I like this - great point! With MS having been in the period of talking about how easy 360 would be to program for, maybe Sony decided to go away from their 'shoot the moon' strategy and get something a little more understood and conventional to their devs.

EDIT: Good point also Shifty - that's why I threw in the the 'die-size' aspect of things, not to mention the toolset's, which are something I didn't, but should have considered.
 
london-boy said:
What's with Sony and their FLOPs obsession by the way?

Genuine question, i've been wondering for a while why they have focused so much attention on the FLOPs figures with so many other things they could get obsessed with...

Smart marketing. Sony has a clear advantage in FLOPs so they are taking the PR oppurtunity to win mindshare.

It has been so effective that there is an active post on the forum where someone even asked, "What tasks can even be done with a general processor". To me that is shocking--but clearly demonstrates the mindshare Sony has won with their specs. Fast FP units are nice and will indeed accelerate certain tasks (vertex processing, procedural synthesis type tasks, probably physics and collision detection), but looking at past consoles and the PC market general processing cores have done quite well for games. Obviously they are not perfect for all types of games and tasks, but they are quite flexible and with some tweaking can improve in their FP performance. The question is will the single PPC core be enough to handle all the tasks SPEs are not well designed for? Who has made the best tradeoffs?
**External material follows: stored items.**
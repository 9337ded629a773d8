//! API configuration loaded from environment variables.
//!
//! # Environment Variables
//!
//! ## Required
//! - `CONTACTS_DATABASE_URL` - `PostgreSQL` connection string (falls back to `DATABASE_URL`)
//!
//! ## Optional
//! - `API_HOST` - Bind address (default: 0.0.0.0)
//! - `PORT` - Listen port (default: 5000)
//! - `API_ALLOWED_ORIGINS` - Comma-separated CORS origins
//!   (default: `http://localhost:3000,http://localhost:8080`)
//! - `API_ALLOWED_ORIGIN_SUFFIXES` - Comma-separated host suffixes accepted for
//!   CORS, e.g. `.netlify.app` for deploy previews (default: none)
//! - `API_TOKEN_TTL_HOURS` - Bearer token lifetime in hours (default: 24)
//! - `API_INDEX_SYNC_POLICY` - `warn` or `strict` (default: warn)
//! - `API_DB_CONNECT_TIMEOUT_SECS` - Database connect timeout (default: 7)
//! - `API_RATE_LIMIT` - Rate limit `/api/users/*` per client IP (default: true)
//! - `API_CLIENT_IP_HEADER` - Header set by a trusted reverse proxy carrying the
//!   client IP, e.g. `cf-connecting-ip` or `x-forwarded-for` (default: none, the
//!   socket peer address is used)
//! - `LOG_FORMAT` - `json` for structured logs, anything else for text
//! - `SENTRY_DSN` - Sentry error tracking DSN
//! - `SENTRY_ENVIRONMENT` - Sentry environment name

use std::net::{IpAddr, SocketAddr};
use std::time::Duration;

use axum::http::HeaderName;
use secrecy::SecretString;
use thiserror::Error;
use url::Url;

use crate::db::indexes::IndexSyncPolicy;

const DEFAULT_ALLOWED_ORIGINS: &str = "http://localhost:3000,http://localhost:8080";

/// Configuration errors that can occur during loading.
#[derive(Debug, Error)]
pub enum ConfigError {
    #[error("Missing environment variable: {0}")]
    MissingEnvVar(String),
    #[error("Invalid environment variable {0}: {1}")]
    InvalidEnvVar(String, String),
}

/// Log output format.
#[derive(Debug, Clone, Copy, PartialEq, Eq, Default)]
pub enum LogFormat {
    /// Human-readable text.
    #[default]
    Text,
    /// One JSON object per event.
    Json,
}

/// API application configuration.
#[derive(Debug, Clone)]
pub struct ApiConfig {
    /// `PostgreSQL` database connection URL (contains password)
    pub database_url: SecretString,
    /// IP address to bind the server to
    pub host: IpAddr,
    /// Port to listen on
    pub port: u16,
    /// Origins allowed to call the API from a browser
    pub cors: AllowedOrigins,
    /// Lifetime of issued bearer tokens
    pub token_ttl: Duration,
    /// What to do when existing data prevents a declared index from being built
    pub index_sync_policy: IndexSyncPolicy,
    /// How long to wait for the database before giving up at startup
    pub db_connect_timeout: Duration,
    /// Whether authentication endpoints are rate limited
    pub rate_limit: bool,
    /// Proxy header trusted to carry the client IP for rate limiting
    pub client_ip_header: Option<HeaderName>,
    /// Log output format
    pub log_format: LogFormat,
    /// Sentry DSN for error tracking
    pub sentry_dsn: Option<String>,
    /// Sentry environment name
    pub sentry_environment: Option<String>,
}

/// Browser origins allowed by the CORS layer.
#[derive(Debug, Clone, Default, PartialEq, Eq)]
pub struct AllowedOrigins {
    /// Exact origins (scheme, host and port), without trailing slash.
    pub exact: Vec<String>,
    /// Host suffixes; any `http(s)` origin whose host ends with one is allowed.
    pub host_suffixes: Vec<String>,
}

impl AllowedOrigins {
    /// Returns true if the given `Origin` header value is allowed.
    #[must_use]
    pub fn allows(&self, origin: &str) -> bool {
        if self.exact.iter().any(|o| o == origin) {
            return true;
        }

        if self.host_suffixes.is_empty() {
            return false;
        }

        let Ok(url) = Url::parse(origin) else {
            return false;
        };

        if !matches!(url.scheme(), "http" | "https") {
            return false;
        }

        url.host_str().is_some_and(|host| {
            self.host_suffixes
                .iter()
                .any(|suffix| host.ends_with(suffix.as_str()))
        })
    }
}

impl ApiConfig {
    /// Load configuration from environment variables.
    ///
    /// Calls `dotenvy::dotenv()` to load from `.env` file if present.
    ///
    /// # Errors
    ///
    /// Returns `ConfigError` if required variables are missing or invalid.
    pub fn from_env() -> Result<Self, ConfigError> {
        // Load .env file if present (ignore errors if not found)
        let _ = dotenvy::dotenv();

        Self::from_lookup(|key| std::env::var(key).ok())
    }

    /// Build configuration from an arbitrary variable lookup.
    ///
    /// # Errors
    ///
    /// Returns `ConfigError` if required variables are missing or invalid.
    pub fn from_lookup<F>(lookup: F) -> Result<Self, ConfigError>
    where
        F: Fn(&str) -> Option<String>,
    {
        let env = Env(lookup);

        let database_url = env.database_url("CONTACTS_DATABASE_URL")?;
        let host = env.parsed_or("API_HOST", "0.0.0.0", str::parse::<IpAddr>)?;
        let port = env.parsed_or("PORT", "5000", str::parse::<u16>)?;

        let cors = AllowedOrigins {
            exact: split_list(&env.or_default("API_ALLOWED_ORIGINS", DEFAULT_ALLOWED_ORIGINS))
                .into_iter()
                .map(|o| o.trim_end_matches('/').to_owned())
                .collect(),
            host_suffixes: split_list(&env.or_default("API_ALLOWED_ORIGIN_SUFFIXES", "")),
        };

        let ttl_hours = env.parsed_or("API_TOKEN_TTL_HOURS", "24", str::parse::<u64>)?;
        if ttl_hours == 0 {
            return Err(ConfigError::InvalidEnvVar(
                "API_TOKEN_TTL_HOURS".to_owned(),
                "must be at least 1".to_owned(),
            ));
        }

        let index_sync_policy =
            env.parsed_or("API_INDEX_SYNC_POLICY", "warn", str::parse::<IndexSyncPolicy>)?;
        let connect_secs = env.parsed_or("API_DB_CONNECT_TIMEOUT_SECS", "7", str::parse::<u64>)?;
        let rate_limit = env.parsed_or("API_RATE_LIMIT", "true", str::parse::<bool>)?;
        let client_ip_header = env
            .get("API_CLIENT_IP_HEADER")
            .map(|v| HeaderName::from_bytes(v.trim().to_ascii_lowercase().as_bytes()))
            .transpose()
            .map_err(|e| {
                ConfigError::InvalidEnvVar("API_CLIENT_IP_HEADER".to_owned(), e.to_string())
            })?;

        let log_format = match env.get("LOG_FORMAT").as_deref() {
            Some("json") => LogFormat::Json,
            _ => LogFormat::Text,
        };

        Ok(Self {
            database_url,
            host,
            port,
            cors,
            token_ttl: Duration::from_secs(ttl_hours * 60 * 60),
            index_sync_policy,
            db_connect_timeout: Duration::from_secs(connect_secs),
            rate_limit,
            client_ip_header,
            log_format,
            sentry_dsn: env.get("SENTRY_DSN"),
            sentry_environment: env.get("SENTRY_ENVIRONMENT"),
        })
    }

    /// Returns the socket address for binding the server.
    #[must_use]
    pub const fn socket_addr(&self) -> SocketAddr {
        SocketAddr::new(self.host, self.port)
    }
}

// =============================================================================
// Helper Functions
// =============================================================================

struct Env<F>(F);

impl<F> Env<F>
where
    F: Fn(&str) -> Option<String>,
{
    /// Get an optional variable, treating empty values as unset.
    fn get(&self, key: &str) -> Option<String> {
        (self.0)(key).filter(|v| !v.trim().is_empty())
    }

    /// Get a variable with a default value.
    fn or_default(&self, key: &str, default: &str) -> String {
        self.get(key).unwrap_or_else(|| default.to_owned())
    }

    /// Get a variable (or its default) and parse it.
    fn parsed_or<T, E, P>(&self, key: &str, default: &str, parse: P) -> Result<T, ConfigError>
    where
        E: std::fmt::Display,
        P: Fn(&str) -> Result<T, E>,
    {
        let raw = self.or_default(key, default);
        parse(raw.trim()).map_err(|e| ConfigError::InvalidEnvVar(key.to_owned(), e.to_string()))
    }

    /// Get database URL with fallback to generic `DATABASE_URL`.
    fn database_url(&self, primary_key: &str) -> Result<SecretString, ConfigError> {
        self.get(primary_key)
            .or_else(|| self.get("DATABASE_URL"))
            .map(SecretString::from)
            .ok_or_else(|| ConfigError::MissingEnvVar(primary_key.to_owned()))
    }
}

/// Split a comma-separated list, dropping empty entries.
fn split_list(value: &str) -> Vec<String> {
    value
        .split(',')
        .map(str::trim)
        .filter(|s| !s.is_empty())
        .map(str::to_owned)
        .collect()
}

#[cfg(test)]
#[allow(clippy::unwrap_used)]
mod tests {
    use std::collections::HashMap;

    use secrecy::ExposeSecret;

    use super::*;

    fn load(vars: &[(&str, &str)]) -> Result<ApiConfig, ConfigError> {
        let map: HashMap<String, String> = vars
            .iter()
            .map(|(k, v)| ((*k).to_owned(), (*v).to_owned()))
            .collect();
        ApiConfig::from_lookup(|key| map.get(key).cloned())
    }

    #[test]
    fn test_defaults() {
        let config = load(&[("DATABASE_URL", "postgres://localhost/contacts")]).unwrap();

        assert_eq!(config.socket_addr().to_string(), "0.0.0.0:5000");
        assert_eq!(config.token_ttl, Duration::from_secs(24 * 3600));
        assert_eq!(config.index_sync_policy, IndexSyncPolicy::Warn);
        assert_eq!(config.db_connect_timeout, Duration::from_secs(7));
        assert!(config.rate_limit);
        assert_eq!(config.client_ip_header, None);
        assert_eq!(config.log_format, LogFormat::Text);
        assert_eq!(
            config.cors.exact,
            vec!["http://localhost:3000", "http://localhost:8080"]
        );
        assert!(config.cors.host_suffixes.is_empty());
    }

    #[test]
    fn test_missing_database_url() {
        let err = load(&[("PORT", "8000")]).unwrap_err();
        assert!(matches!(err, ConfigError::MissingEnvVar(ref k) if k == "CONTACTS_DATABASE_URL"));
    }

    #[test]
    fn test_primary_database_url_wins() {
        let config = load(&[
            ("DATABASE_URL", "postgres://fallback/db"),
            ("CONTACTS_DATABASE_URL", "postgres://primary/db"),
        ])
        .unwrap();
        assert_eq!(config.database_url.expose_secret(), "postgres://primary/db");
    }

    #[test]
    fn test_invalid_port() {
        let err = load(&[("DATABASE_URL", "postgres://x/y"), ("PORT", "http")]).unwrap_err();
        assert!(matches!(err, ConfigError::InvalidEnvVar(ref k, _) if k == "PORT"));
    }

    #[test]
    fn test_invalid_sync_policy() {
        let err = load(&[
            ("DATABASE_URL", "postgres://x/y"),
            ("API_INDEX_SYNC_POLICY", "sometimes"),
        ])
        .unwrap_err();
        assert!(matches!(err, ConfigError::InvalidEnvVar(ref k, _) if k == "API_INDEX_SYNC_POLICY"));
    }

    #[test]
    fn test_client_ip_header() {
        let config = load(&[
            ("DATABASE_URL", "postgres://x/y"),
            ("API_CLIENT_IP_HEADER", " CF-Connecting-IP "),
        ])
        .unwrap();
        assert_eq!(
            config.client_ip_header,
            Some(HeaderName::from_static("cf-connecting-ip"))
        );

        let err = load(&[
            ("DATABASE_URL", "postgres://x/y"),
            ("API_CLIENT_IP_HEADER", "not a header"),
        ])
        .unwrap_err();
        assert!(matches!(err, ConfigError::InvalidEnvVar(ref k, _) if k == "API_CLIENT_IP_HEADER"));
    }

    #[test]
    fn test_zero_ttl_rejected() {
        assert!(load(&[("DATABASE_URL", "postgres://x/y"), ("API_TOKEN_TTL_HOURS", "0")]).is_err());
    }

    #[test]
    fn test_strict_policy_and_json_logs() {
        let config = load(&[
            ("DATABASE_URL", "postgres://x/y"),
            ("API_INDEX_SYNC_POLICY", "strict"),
            ("LOG_FORMAT", "json"),
            ("API_RATE_LIMIT", "false"),
        ])
        .unwrap();
        assert_eq!(config.index_sync_policy, IndexSyncPolicy::Strict);
        assert_eq!(config.log_format, LogFormat::Json);
        assert!(!config.rate_limit);
    }

    #[test]
    fn test_allowed_origins_exact_and_suffix() {
        let origins = AllowedOrigins {
            exact: vec!["http://localhost:3000".to_owned()],
            host_suffixes: vec![".netlify.app".to_owned()],
        };

        assert!(origins.allows("http://localhost:3000"));
        assert!(origins.allows("https://deploy-preview-12--site.netlify.app"));
        assert!(!origins.allows("http://localhost:4000"));
        assert!(!origins.allows("https://netlify.app.evil.com"));
        assert!(!origins.allows("ftp://files.netlify.app"));
        assert!(!origins.allows("not a url"));
    }

    #[test]
    fn test_origin_list_strips_trailing_slash() {
        let config = load(&[
            ("DATABASE_URL", "postgres://x/y"),
            ("API_ALLOWED_ORIGINS", "https://app.example.com/, ,http://localhost:3000"),
        ])
        .unwrap();
        assert_eq!(
            config.cors.exact,
            vec!["https://app.example.com", "http://localhost:3000"]
        );
    }
}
Sony with one PPC core and 7 extremely fast vector units? or

MS with 3 PPC cores with beefed up VMX units?

Sony is betting most games will benefit most from more FP performance, while MS believes general processing performance is still quite important. Not that either sucks in either department (both quite excellent designs), but they do have different philosophies toward where game development is going.

The question who has made the right gambles imo. Both companies are being faced with the issues and hurdles of getting multithreaded apps to work well with games. Sony has gone with a streaming processor design that has individual *physical* FP centric units to deal with each thread. MS has gone a more traditional route with 3 general processing cores with a bump in FP performance.

MS developers need to find a way to get enough FP performance to keep up, while Sony developers need to find ways to get the SPEs to do tasks generally tasked to a general processing core.

Based on developer feedback from a number of sources it really does seem properly multithreading applications is a HUGE hurdle, so it may be years before we begin to see developers beginning to tap the power of the systems. With cross platforming and both systems having PPC cores I get the feeling a lot of initial 3rd party software will be very limited in how they take advantage of the designs. Games are not your typical streaming tasks, but I am probably more excited about what CELL can do for physics. Considering the relatively poor performance Intel and AMD have shown with their multicore chips I wonder how well the XeCPU will perform in a closed box scenario. I know that the x86 software so far really has not been tailored well for multithreading, but I guess I have some doubts about how well typical processors perform in the real world--I guess it depends how well developers can thread their apps.
 
To take the tool-set theory a little farther, I do recall the rumor being that NVidia approached Sony, and not the other way around - and it would have been during the time when Microsoft began touting it's unsurpassed ease of development. I could really believe just the development advantage (how difficult is software rendering?) alone as being a key determiner in the decision, and in that having been one of NVidia's primary selling points as well.